Considerazioni a latere dell’iniziativa di Reggio Emilia e della fondazione di una nuova sezione dell’Associazione dei partigiani cristiani, 9 aprile 2022
“Forse
questa mia giornata terrena potrebbe non vedere l’alba di domani. Non mi
spaventa la morte. (…) Nell’istante prima del mio tramonto, mi prenderebbe una
sola nostalgia: quella di aver poco donato. Oggi la mia confessione ultima
sarebbe questa: l’odio non è mai stato ospite della mia casa. Ho creduto in
Dio, perché la sua fede è stata la sola ed unica forza che mi ha sorretto”.

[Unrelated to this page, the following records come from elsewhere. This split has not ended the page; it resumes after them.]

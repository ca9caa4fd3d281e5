//! Terminal UI for rewind.

mod app;
mod input;
mod ui;

pub use app::{App, Flow, Focus};

use anyhow::{Context, Result};
use crossterm::{
    event::{self, Event, KeyEventKind},
    execute,
    terminal::{EnterAlternateScreen, LeaveAlternateScreen, disable_raw_mode, enable_raw_mode},
};
use ratatui::{Terminal, backend::CrosstermBackend};
use rewind_tictactoe::GameEngine;
use std::io::{self, Stdout};
use std::time::Duration;
use tracing::{error, info, instrument};

use crate::AppConfig;

/// Runs the interactive game until the player quits.
#[instrument(skip_all)]
pub fn run_tui(config: &AppConfig) -> Result<()> {
    info!("Starting Rewind TUI");

    enable_raw_mode().context("Failed to enable raw mode")?;
    let mut terminal = undo_on_err(enter_alternate_screen(), || {
        disable_raw_mode()?;
        let mut stdout = io::stdout();
        execute!(stdout, LeaveAlternateScreen)
    })?;

    let engine = GameEngine::new().with_sort_descending(*config.sort_descending());
    let poll = Duration::from_millis(*config.poll_interval_ms());
    let res = run_app(&mut terminal, App::new(engine), poll);

    disable_raw_mode()?;
    execute!(terminal.backend_mut(), LeaveAlternateScreen)?;
    terminal.show_cursor()?;

    if let Err(err) = &res {
        error!(error = ?err, "Game loop error");
    }
    info!("TUI closed");
    res
}

fn enter_alternate_screen() -> Result<Terminal<CrosstermBackend<Stdout>>> {
    let mut stdout = io::stdout();
    execute!(stdout, EnterAlternateScreen).context("Failed to enter alternate screen")?;
    Terminal::new(CrosstermBackend::new(stdout)).context("Failed to create terminal")
}

/// Runs `undo` before handing back a failed `res`.
fn undo_on_err<T>(res: Result<T>, undo: impl FnOnce() -> io::Result<()>) -> Result<T> {
    if res.is_err()
        && let Err(err) = undo()
    {
        error!(error = %err, "Failed to restore terminal");
    }
    res
}

fn run_app(
    terminal: &mut Terminal<CrosstermBackend<Stdout>>,
    mut app: App,
    poll: Duration,
) -> Result<()> {
    loop {
        terminal.draw(|f| ui::draw(f, &app))?;

        if event::poll(poll)?
            && let Event::Key(key) = event::read()?
            && key.kind == KeyEventKind::Press
            && app.handle_key(key.code) == Flow::Quit
        {
            return Ok(());
        }
    }
}

#[cfg(test)]
mod tests {
    use super::*;
    use anyhow::anyhow;
    use std::cell::Cell;

    #[test]
    fn test_undo_runs_when_setup_fails() {
        let undone = Cell::new(false);
        let res: Result<()> = undo_on_err(Err(anyhow!("no tty")), || {
            undone.set(true);
            Ok(())
        });
        assert!(res.is_err());
        assert!(undone.get());
    }

    #[test]
    fn test_undo_skipped_on_success() {
        let undone = Cell::new(false);
        let res = undo_on_err(Ok(7), || {
            undone.set(true);
            Ok(())
        });
        assert_eq!(res.unwrap(), 7);
        assert!(!undone.get());
    }

    #[test]
    fn test_undo_failure_keeps_original_error() {
        let res: Result<()> =
            undo_on_err(Err(anyhow!("no tty")), || Err(io::Error::other("stuck")));
        assert_eq!(res.unwrap_err().to_string(), "no tty");
    }
}
//! Debug utilities for tracking allocations.
//!
//! Only compiled when the `debug` feature is enabled.

pub(crate) mod poison;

Dal diario di Giorgio Morelli, “Il Solitario”, 9 agosto 1947, due giorni prima di morire.
1.Una
premessa familiare. Due nonni agli antipodi eppure entrambi costruttori della
nostra democrazia.
Mi sono sempre chiesto quanto
forte fosse il mio debito, anche da un punto di vista generazionale, nei
confronti dei miei due nonni: Anesio Finardi, partigiano cristiano (e
democristiano) nativo della bassa parmense e Francesco Lauria (porto il suo
nome), originario della Val d’Agri, in Basilicata, comunista ed esponente della
Cgil, a lungo confinato dal fascismo a Perdasdefogu, in Sardegna.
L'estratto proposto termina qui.